» Your instructions
Given the listing below, write out exactly the lines starting with the line that has "department_id TEXT REFERENCES" and going on through the line that has "bio TEXT DEFAULT", both kept.

» Supplied material
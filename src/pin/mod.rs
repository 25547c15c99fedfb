//! Personal identification number (PIN) decoding.
//!
//! A PIN is 14 characters long. The first character encodes gender and
//! characters 2-9 hold the birth date as `DDMMYYYY`.

use chrono::NaiveDate;
use serde::Serialize;

use crate::models::Gender;

/// Required PIN length in characters.
pub const PIN_LENGTH: usize = 14;

/// Reasons a PIN cannot be decoded.
#[derive(Debug, Clone, PartialEq, Eq)]
pub enum PinError {
    /// The PIN does not have exactly [`PIN_LENGTH`] characters.
    Length(usize),
    /// Characters 2-9 are not a valid `DDMMYYYY` date.
    BirthDate(String),
    /// The first character is neither `1` nor `2`.
    GenderDigit(char),
}

impl std::fmt::Display for PinError {
    fn fmt(&self, f: &mut std::fmt::Formatter<'_>) -> std::fmt::Result {
        match self {
            PinError::Length(len) => write!(
                f,
                "PIN must be exactly {} characters long, got {}",
                PIN_LENGTH, len
            ),
            PinError::BirthDate(raw) => {
                write!(f, "Invalid PIN format for birth date extraction: {:?}", raw)
            }
            PinError::GenderDigit(c) => {
                write!(f, "Invalid first digit in PIN for gender determination: {:?}", c)
            }
        }
    }
}

impl std::error::Error for PinError {}

/// Fields decoded from a PIN.
#[derive(Debug, Clone, Copy, PartialEq, Eq, Serialize)]
#[serde(rename_all = "camelCase")]
pub struct PinInfo {
    pub birth_date: NaiveDate,
    pub gender: Gender,
}

/// Check the PIN length without decoding anything.
pub fn validate_length(pin: &str) -> Result<(), PinError> {
    let len = pin.chars().count();
    if len != PIN_LENGTH {
        return Err(PinError::Length(len));
    }
    Ok(())
}

/// Decode the birth date from characters 2-9.
pub fn birth_date(pin: &str) -> Result<NaiveDate, PinError> {
    validate_length(pin)?;

    let raw: String = pin.chars().skip(1).take(8).collect();
    if !raw.chars().all(|c| c.is_ascii_digit()) {
        return Err(PinError::BirthDate(raw));
    }

    // All eight characters are ASCII digits, so byte slicing is safe.
    let day: u32 = raw[0..2].parse().map_err(|_| PinError::BirthDate(raw.clone()))?;
    let month: u32 = raw[2..4].parse().map_err(|_| PinError::BirthDate(raw.clone()))?;
    let year: i32 = raw[4..8].parse().map_err(|_| PinError::BirthDate(raw.clone()))?;

    NaiveDate::from_ymd_opt(year, month, day).ok_or(PinError::BirthDate(raw))
}

/// Decode the gender from the first character.
pub fn gender(pin: &str) -> Result<Gender, PinError> {
    validate_length(pin)?;

    match pin.chars().next() {
        Some('1') => Ok(Gender::Female),
        Some('2') => Ok(Gender::Male),
        Some(other) => Err(PinError::GenderDigit(other)),
        None => Err(PinError::Length(0)),
    }
}

/// Decode both birth date and gender.
pub fn parse(pin: &str) -> Result<PinInfo, PinError> {
    Ok(PinInfo {
        birth_date: birth_date(pin)?,
        gender: gender(pin)?,
    })
}

#[cfg(test)]
mod tests {
    use super::*;

    #[test]
    fn test_parse_female_pin() {
        let info = parse("10101199912345").unwrap();
        assert_eq!(info.birth_date, NaiveDate::from_ymd_opt(1999, 1, 1).unwrap());
        assert_eq!(info.gender, Gender::Female);
    }

    #[test]
    fn test_parse_male_pin() {
        let info = parse("22902200000017").unwrap();
        assert_eq!(info.birth_date, NaiveDate::from_ymd_opt(2000, 2, 29).unwrap());
        assert_eq!(info.gender, Gender::Male);
    }

    #[test]
    fn test_parse_is_deterministic() {
        let pins = ["10101199912345", "23112198500001", "13112198500001"];
        for pin in pins {
            assert_eq!(parse(pin), parse(pin));
        }
    }

    #[test]
    fn test_invalid_gender_digit() {
        for pin in ["30101199912345", "00101199912345", "90101199912345", "A0101199912345"] {
            let first = pin.chars().next().unwrap();
            assert_eq!(parse(pin), Err(PinError::GenderDigit(first)));
        }
    }

    #[test]
    fn test_wrong_length_fails_before_date_parsing() {
        // Characters 2-9 are not a date, but the length check comes first.
        assert_eq!(parse("1XXXXXXXX"), Err(PinError::Length(9)));
        assert_eq!(birth_date("1XXXXXXXX"), Err(PinError::Length(9)));
        assert_eq!(parse(""), Err(PinError::Length(0)));
        assert_eq!(parse("101011999123456"), Err(PinError::Length(15)));
    }

    #[test]
    fn test_length_counts_characters_not_bytes() {
        // 14 characters, more than 14 bytes.
        let err = parse("1ДДММГГГГ12345").unwrap_err();
        assert!(matches!(err, PinError::BirthDate(_)));
    }

    #[test]
    fn test_invalid_calendar_date() {
        assert!(matches!(parse("13102199912345"), Err(PinError::BirthDate(_))));
        assert!(matches!(parse("12902199912345"), Err(PinError::BirthDate(_))));
        assert!(matches!(parse("10113199912345"), Err(PinError::BirthDate(_))));
        assert!(matches!(parse("1+101199912345"), Err(PinError::BirthDate(_))));
    }

    #[test]
    fn test_error_messages() {
        assert_eq!(
            PinError::Length(3).to_string(),
            "PIN must be exactly 14 characters long, got 3"
        );
        assert!(PinError::GenderDigit('3').to_string().contains("gender"));
    }
}
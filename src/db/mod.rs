//! Database module for SQLite persistence.
//!
//! SQLite is the source of truth for all application data.

mod arrangements;
mod organization;
mod profiles;
mod repository;

pub use arrangements::ArrangementScope;
pub use repository::*;

use sqlx::sqlite::{SqliteConnectOptions, SqlitePool, SqlitePoolOptions};
use std::path::Path;
use std::str::FromStr;

/// Initialize the database connection pool and run migrations.
pub async fn init_database(db_path: &Path) -> Result<SqlitePool, sqlx::Error> {
    // Ensure the parent directory exists
    if let Some(parent) = db_path.parent() {
        tokio::fs::create_dir_all(parent).await.ok();
    }

    let db_url = format!("sqlite:{}?mode=rwc", db_path.display());

    let options = SqliteConnectOptions::from_str(&db_url)?
        .create_if_missing(true)
        .foreign_keys(true)
        .journal_mode(sqlx::sqlite::SqliteJournalMode::Wal)
        .synchronous(sqlx::sqlite::SqliteSynchronous::Normal)
        .busy_timeout(std::time::Duration::from_secs(30));

    let pool = SqlitePoolOptions::new()
        .max_connections(5)
        .connect_with(options)
        .await?;

    run_migrations(&pool).await?;

    Ok(pool)
}

/// Create tables and indexes if they do not exist yet.
async fn run_migrations(pool: &SqlitePool) -> Result<(), sqlx::Error> {
    sqlx::query(
        r#"
        CREATE TABLE IF NOT EXISTS meta (
            id INTEGER PRIMARY KEY CHECK (id = 1),
            schema_version INTEGER NOT NULL DEFAULT 1,
            revision_id INTEGER NOT NULL DEFAULT 0,
            generated_at TEXT NOT NULL DEFAULT (datetime('now'))
        );

        INSERT OR IGNORE INTO meta (id, schema_version, revision_id, generated_at)
        VALUES (1, 1, 0, datetime('now'));
        "#,
    )
    .execute(pool)
    .await?;

    sqlx::query(
        r#"
        CREATE TABLE IF NOT EXISTS departments (
            id TEXT PRIMARY KEY,
            name TEXT NOT NULL
        );

        CREATE TABLE IF NOT EXISTS positions (
            id TEXT PRIMARY KEY,
            title TEXT NOT NULL,
            department_id TEXT REFERENCES departments(id) ON DELETE SET NULL
        );

        CREATE TABLE IF NOT EXISTS offices (
            id TEXT PRIMARY KEY,
            name TEXT NOT NULL,
            city TEXT NOT NULL,
            address TEXT NOT NULL DEFAULT ''
        );
        "#,
    )
    .execute(pool)
    .await?;

    sqlx::query(
        r#"
        CREATE TABLE IF NOT EXISTS profiles (
            id TEXT PRIMARY KEY,
            first_name TEXT NOT NULL,
            last_name TEXT NOT NULL,
            patronymic TEXT,
            pin TEXT NOT NULL UNIQUE,
            birth_date TEXT,
            gender TEXT,
            position_id TEXT REFERENCES positions(id) ON DELETE SET NULL,
            office_id TEXT REFERENCES offices(id) ON DELETE SET NULL,
            email TEXT,
            phone_number_work TEXT DEFAULT '-',
            phone_number_mobile TEXT DEFAULT '-',
            phone_number_government TEXT DEFAULT '-',
            office_number TEXT DEFAULT '-',
            photo_path TEXT,
            bio TEXT DEFAULT '-',
            status TEXT NOT NULL DEFAULT 'active',
            is_inspector INTEGER NOT NULL DEFAULT 0,
            created_at TEXT NOT NULL,
            updated_at TEXT NOT NULL,
            version INTEGER NOT NULL DEFAULT 1
        );
        "#,
    )
    .execute(pool)
    .await?;

    sqlx::query(
        r#"
        CREATE TABLE IF NOT EXISTS arrangements (
            id TEXT PRIMARY KEY,
            profile_id TEXT NOT NULL REFERENCES profiles(id) ON DELETE CASCADE,
            date TEXT NOT NULL,
            position_id TEXT REFERENCES positions(id) ON DELETE SET NULL,
            responsible_auditor_id TEXT REFERENCES profiles(id) ON DELETE SET NULL,
            audit_activity TEXT NOT NULL DEFAULT '',
            audit_purpose TEXT NOT NULL DEFAULT '',
            order_number TEXT NOT NULL DEFAULT '',
            order_period TEXT NOT NULL DEFAULT '',
            audit_address TEXT NOT NULL DEFAULT '',
            leave_status TEXT NOT NULL DEFAULT '',
            presence_check TEXT NOT NULL DEFAULT '',
            not_started TEXT NOT NULL DEFAULT '',
            updated_at TEXT NOT NULL,
            UNIQUE (profile_id, date)
        );
        "#,
    )
    .execute(pool)
    .await?;

    // Create indexes for common queries
    sqlx::query(
        r#"
        CREATE INDEX IF NOT EXISTS idx_profiles_last_name ON profiles(last_name, first_name);
        CREATE INDEX IF NOT EXISTS idx_profiles_office ON profiles(office_id);
        CREATE INDEX IF NOT EXISTS idx_positions_department ON positions(department_id);
        CREATE INDEX IF NOT EXISTS idx_arrangements_date ON arrangements(date);
        "#,
    )
    .execute(pool)
    .await?;

    Ok(())
}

» Task solution
            department_id TEXT REFERENCES departments(id) ON DELETE SET NULL
        );

        CREATE TABLE IF NOT EXISTS offices (
            id TEXT PRIMARY KEY,
            name TEXT NOT NULL,
            city TEXT NOT NULL,
            address TEXT NOT NULL DEFAULT ''
        );
        "#,
    )
    .execute(pool)
    .await?;

    sqlx::query(
        r#"
        CREATE TABLE IF NOT EXISTS profiles (
            id TEXT PRIMARY KEY,
            first_name TEXT NOT NULL,
            last_name TEXT NOT NULL,
            patronymic TEXT,
            pin TEXT NOT NULL UNIQUE,
            birth_date TEXT,
            gender TEXT,
            position_id TEXT REFERENCES positions(id) ON DELETE SET NULL,
            office_id TEXT REFERENCES offices(id) ON DELETE SET NULL,
            email TEXT,
            phone_number_work TEXT DEFAULT '-',
            phone_number_mobile TEXT DEFAULT '-',
            phone_number_government TEXT DEFAULT '-',
            office_number TEXT DEFAULT '-',
            photo_path TEXT,
            bio TEXT DEFAULT '-',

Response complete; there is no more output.